1Johns Hopkins University School of Medicine, Baltimore, MD, USA, 2University of Pittsburgh Medical Center, Pittsburgh, PA, USA.

BACKGROUND:
Reconstructive transplantation represents a bona fide option for select patients with devastating tissue loss, which could better restore the appearance, anatomy, and function than any other conventional treatment currently available. Despite favorable outcomes, broad clinical application of reconstructive transplantation is limited by the potential side effects of chronic multidrug immunosuppression. We have developed a method of targeted immunomodulation utilizing donor bone marrow (BM) infusion combined with co-stimulation blockade in a preclinical model of complete MHC-mismatched swine heterotopic hind limb transplantation.
METHODS:
MGH miniature swine (n=24) underwent heterotopic hind limb transplantation containing intact vascularized BM and received a short course of 30 days of Tacrolimus monotherapy. Animals in BM infusion group received 60 million cells/Kg of whole unmodified BM. Group 1 (control) received no treatment. Group 2 received 30 days of Tacrolimus only; Group 3 received irradiation and Tacrolimus; Group 4 received irradiation, BM infusion and Tacrolimus; Group 5 received Tacrolimus and CTLA4-lg; and Group 6 received BM infusion, Tacrolimus and CTLA4Ig fusion protein.
RESULTS:
Microchimerism was established in all animals after BM cell infusion. Transplanted animals in Group 1 (Control) rejected the allograft 5 to 8 days after transplantation. Group 2 (Tacrolimus only) rejected the allograft (skin and muscle) 30-32 days after transplantation. Group 3 (Irradiation and Tacrolimus) rejected the allograft (skin and muscle) 35-37 days after transplantation. Group 4 (Irradiation, BM and Tacrolimus) rejected the skin portion of the allograft at 50, 52, and 53 days post-transplant. Remaining allograft components (muscle, bone, nerve, vessel) survived indefinitely. Group 5 (CTLA4Ig and Tacrolimus) animals demonstrated significantly prolonged muscle survival beyond 150 days post-transplant; the skin component survived past 150 days in 3 out of 5 animals (Figure 1).

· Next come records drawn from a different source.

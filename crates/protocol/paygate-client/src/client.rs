//! The gateway client.
//!
//! Every dispatched call runs the same pipeline: validate the caller's
//! fields, inject credentials and computed fields, sign, encode, load the
//! client certificate when the method needs one, send, decode, check the
//! response signature, optionally report the outcome, then check the
//! return code.

use std::sync::Arc;
use std::time::{Duration, Instant};

use paygate_crypto::{PrivateKeySigner, SignScheme};
use paygate_types::constants::{FIELD_RETURN_CODE, FIELD_RETURN_MSG, STATUS_SUCCESS};
use paygate_types::FieldMap;
use tracing::{debug, info, warn};

use crate::api::{ApiDescriptor, ApiMethod};
use crate::config::GatewayConfig;
use crate::error::{GatewayError, GatewayResult};
use crate::request::RequestBuilder;
use crate::telemetry::TelemetrySample;
use crate::transport::{ClientCertificate, DispatchRequest, HttpTransport, Transport};
use crate::verify::{check_envelope, check_signature, SignedEnvelope};

/// Raw outcome of one dispatched envelope.
struct Dispatched {
    url: &'static str,
    body: Vec<u8>,
    elapsed: Duration,
}

/// Client for the provider's payment API.
///
/// Cheap to clone; clones share configuration and transport. A client holds
/// no per-call state, so concurrent calls are independent.
#[derive(Clone)]
pub struct GatewayClient {
    config: Arc<GatewayConfig>,
    transport: Arc<dyn Transport>,
    signer: Option<Arc<dyn PrivateKeySigner>>,
}

impl GatewayClient {
    /// Create a client that talks HTTPS to the provider.
    pub fn new(config: GatewayConfig) -> GatewayResult<Self> {
        let transport = HttpTransport::from_config(&config)?;
        Self::with_transport(config, Arc::new(transport))
    }

    /// Create a client over a custom transport.
    pub fn with_transport(config: GatewayConfig, transport: Arc<dyn Transport>) -> GatewayResult<Self> {
        config.validate()?;
        debug!(
            app_id = %config.app_id,
            mch_id = %config.mch_id,
            sign_type = %config.sign_type,
            "Gateway client created"
        );
        Ok(Self {
            config: Arc::new(config),
            transport,
            signer: None,
        })
    }

    /// Attach an external signer for the asymmetric scheme.
    pub fn with_private_key_signer(mut self, signer: Arc<dyn PrivateKeySigner>) -> Self {
        self.signer = Some(signer);
        self
    }

    /// The client's configuration.
    pub fn config(&self) -> &GatewayConfig {
        &self.config
    }

    pub(crate) fn transport(&self) -> &dyn Transport {
        self.transport.as_ref()
    }

    /// Resolve the configured sign type into a usable scheme.
    pub(crate) fn scheme(&self) -> GatewayResult<SignScheme> {
        Ok(SignScheme::resolve(self.config.sign_type, self.signer.as_ref())?)
    }

    /// Validate, inject and sign fields for `method` without sending them.
    pub fn build_request(&self, method: ApiMethod, fields: FieldMap) -> GatewayResult<FieldMap> {
        let scheme = self.scheme()?;
        RequestBuilder::new(&self.config, &scheme).build(method.descriptor(), fields)
    }

    // =========================================================================
    // Core pipeline
    // =========================================================================

    /// Call `method` with its default timeout.
    pub async fn call(&self, method: ApiMethod, fields: FieldMap) -> GatewayResult<SignedEnvelope> {
        self.call_with_timeout(method, fields, None).await
    }

    /// Call `method`, overriding its default timeout when `timeout` is set.
    ///
    /// Returns the verified response. Validation, signing-key and
    /// certificate errors are raised before anything is sent.
    pub async fn call_with_timeout(
        &self,
        method: ApiMethod,
        fields: FieldMap,
        timeout: Option<Duration>,
    ) -> GatewayResult<SignedEnvelope> {
        let descriptor = method.descriptor();
        let scheme = self.scheme()?;
        let dispatched = self.dispatch(descriptor, fields, timeout, &scheme).await?;

        let response = paygate_wire::decode(&dispatched.body)?;
        check_signature(&response, &self.config.key, &scheme)?;
        if descriptor.reports_outcome {
            self.report_outcome(dispatched.url, dispatched.elapsed, &response).await;
        }

        let envelope = check_envelope(response)?;
        info!(
            %method,
            result_code = envelope.get("result_code").unwrap_or_default(),
            elapsed_ms = dispatched.elapsed.as_millis() as u64,
            "Call completed"
        );
        Ok(envelope)
    }

    async fn dispatch(
        &self,
        descriptor: &'static ApiDescriptor,
        fields: FieldMap,
        timeout: Option<Duration>,
        scheme: &SignScheme,
    ) -> GatewayResult<Dispatched> {
        let url = descriptor.endpoint()?;
        let request = RequestBuilder::new(&self.config, scheme).build(descriptor, fields)?;
        let body = paygate_wire::encode(&request)?;
        let cert = if descriptor.requires_cert {
            Some(ClientCertificate::from_config(&self.config)?)
        } else {
            None
        };

        let started = Instant::now();
        let result = self
            .transport
            .post(DispatchRequest {
                url,
                body: &body,
                timeout: timeout.unwrap_or(descriptor.timeout),
                client_cert: cert.as_ref(),
            })
            .await;
        let elapsed = started.elapsed();

        match result {
            Ok(body) => Ok(Dispatched { url, body, elapsed }),
            Err(e) => {
                warn!(method = %descriptor.method, url, error = %e, "Dispatch failed");
                Err(e)
            }
        }
    }

    /// Report a call outcome if the report level asks for it.
    ///
    /// Failures are logged and discarded; they never reach the caller of
    /// the primary call.
    async fn report_outcome(&self, url: &str, elapsed: Duration, response: &FieldMap) {
        if !self.config.report_level.should_report(response) {
            return;
        }
        let sample = TelemetrySample::from_response(url, elapsed, response);
        if let Err(e) = self.report(sample.into_fields()).await {
            debug!(url, error = %e, "Telemetry report discarded");
        }
    }

    // =========================================================================
    // Provider methods
    // =========================================================================

    /// Place an order. Requires `out_trade_no`, `body`, `total_fee`,
    /// `trade_type`, plus `openid` for JSAPI and `product_id` for NATIVE.
    pub async fn unified_order(&self, fields: FieldMap) -> GatewayResult<SignedEnvelope> {
        self.call(ApiMethod::UnifiedOrder, fields).await
    }

    /// Query an order by `out_trade_no` or `transaction_id`.
    pub async fn order_query(&self, fields: FieldMap) -> GatewayResult<SignedEnvelope> {
        self.call(ApiMethod::OrderQuery, fields).await
    }

    /// Close an unpaid order.
    pub async fn close_order(&self, fields: FieldMap) -> GatewayResult<SignedEnvelope> {
        self.call(ApiMethod::CloseOrder, fields).await
    }

    /// Request a refund. Needs the client certificate.
    pub async fn refund(&self, fields: FieldMap) -> GatewayResult<SignedEnvelope> {
        self.call(ApiMethod::Refund, fields).await
    }

    /// Query refund status.
    pub async fn refund_query(&self, fields: FieldMap) -> GatewayResult<SignedEnvelope> {
        self.call(ApiMethod::RefundQuery, fields).await
    }

    /// Charge a payer-presented barcode.
    pub async fn micropay(&self, fields: FieldMap) -> GatewayResult<SignedEnvelope> {
        self.call(ApiMethod::Micropay, fields).await
    }

    /// Reverse a barcode payment. Needs the client certificate.
    pub async fn reverse(&self, fields: FieldMap) -> GatewayResult<SignedEnvelope> {
        self.call(ApiMethod::Reverse, fields).await
    }

    /// Shorten a mode-one QR URL.
    pub async fn short_url(&self, fields: FieldMap) -> GatewayResult<SignedEnvelope> {
        self.call(ApiMethod::ShortUrl, fields).await
    }

    /// Download a reconciliation bill.
    ///
    /// Returns the raw report text. When the provider answers with an XML
    /// envelope instead (no bill for that date, bad parameters) the result
    /// is an empty string.
    pub async fn download_bill(&self, fields: FieldMap) -> GatewayResult<String> {
        let scheme = self.scheme()?;
        let dispatched = self
            .dispatch(ApiMethod::DownloadBill.descriptor(), fields, None, &scheme)
            .await?;

        if paygate_wire::is_xml_envelope(&dispatched.body) {
            let reason = paygate_wire::decode(&dispatched.body)
                .ok()
                .and_then(|f| f.get(FIELD_RETURN_MSG).map(str::to_string))
                .unwrap_or_default();
            warn!(reason = %reason, "Bill download returned an envelope instead of a report");
            return Ok(String::new());
        }

        info!(bytes = dispatched.body.len(), "Bill downloaded");
        Ok(String::from_utf8_lossy(&dispatched.body).into_owned())
    }

    /// Send a telemetry report.
    ///
    /// Requires `interface_url`, `return_code`, `result_code` and
    /// `execute_time_`. The response is not signature-checked and never
    /// itself reported.
    pub async fn report(&self, fields: FieldMap) -> GatewayResult<FieldMap> {
        let scheme = self.scheme()?;
        let dispatched = self
            .dispatch(ApiMethod::Report.descriptor(), fields, None, &scheme)
            .await?;

        let response = paygate_wire::decode(&dispatched.body)?;
        let return_code = response.get(FIELD_RETURN_CODE).map(str::to_string);
        match return_code.as_deref() {
            Some(STATUS_SUCCESS) => Ok(response),
            Some(code) => Err(GatewayError::provider(
                code,
                response.get(FIELD_RETURN_MSG).unwrap_or_default(),
            )),
            None => Err(GatewayError::malformed("missing return_code")),
        }
    }
}

impl std::fmt::Debug for GatewayClient {
    fn fmt(&self, f: &mut std::fmt::Formatter<'_>) -> std::fmt::Result {
        f.debug_struct("GatewayClient")
            .field("config", &self.config)
            .field("external_signer", &self.signer.is_some())
            .finish()
    }
}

Skin and muscle histology in all long-term surviving animals were rejection-free (Figure 2). Group 6 (CTLA4Ig, BM and Tacrolimus) is currently in progress with rejection free survival beyond 140 days post-transplant in all animals.
CONCLUSIONS:
High-dose BM cell infusion results in stable levels of micro-chimerism. The addition of co-stimulatory blockade (CTLA4Ig) enabled us to optimize induction therapy, further reduce maintenance immunosuppression, and indefinitely prolong graft survival. Such targeted immunomodulatory protocols that combine BM cell-based strategies and biologics might facilitate immune tolerance and eliminate the need for multi-drug immunosuppression to maintain graft survival after VCA.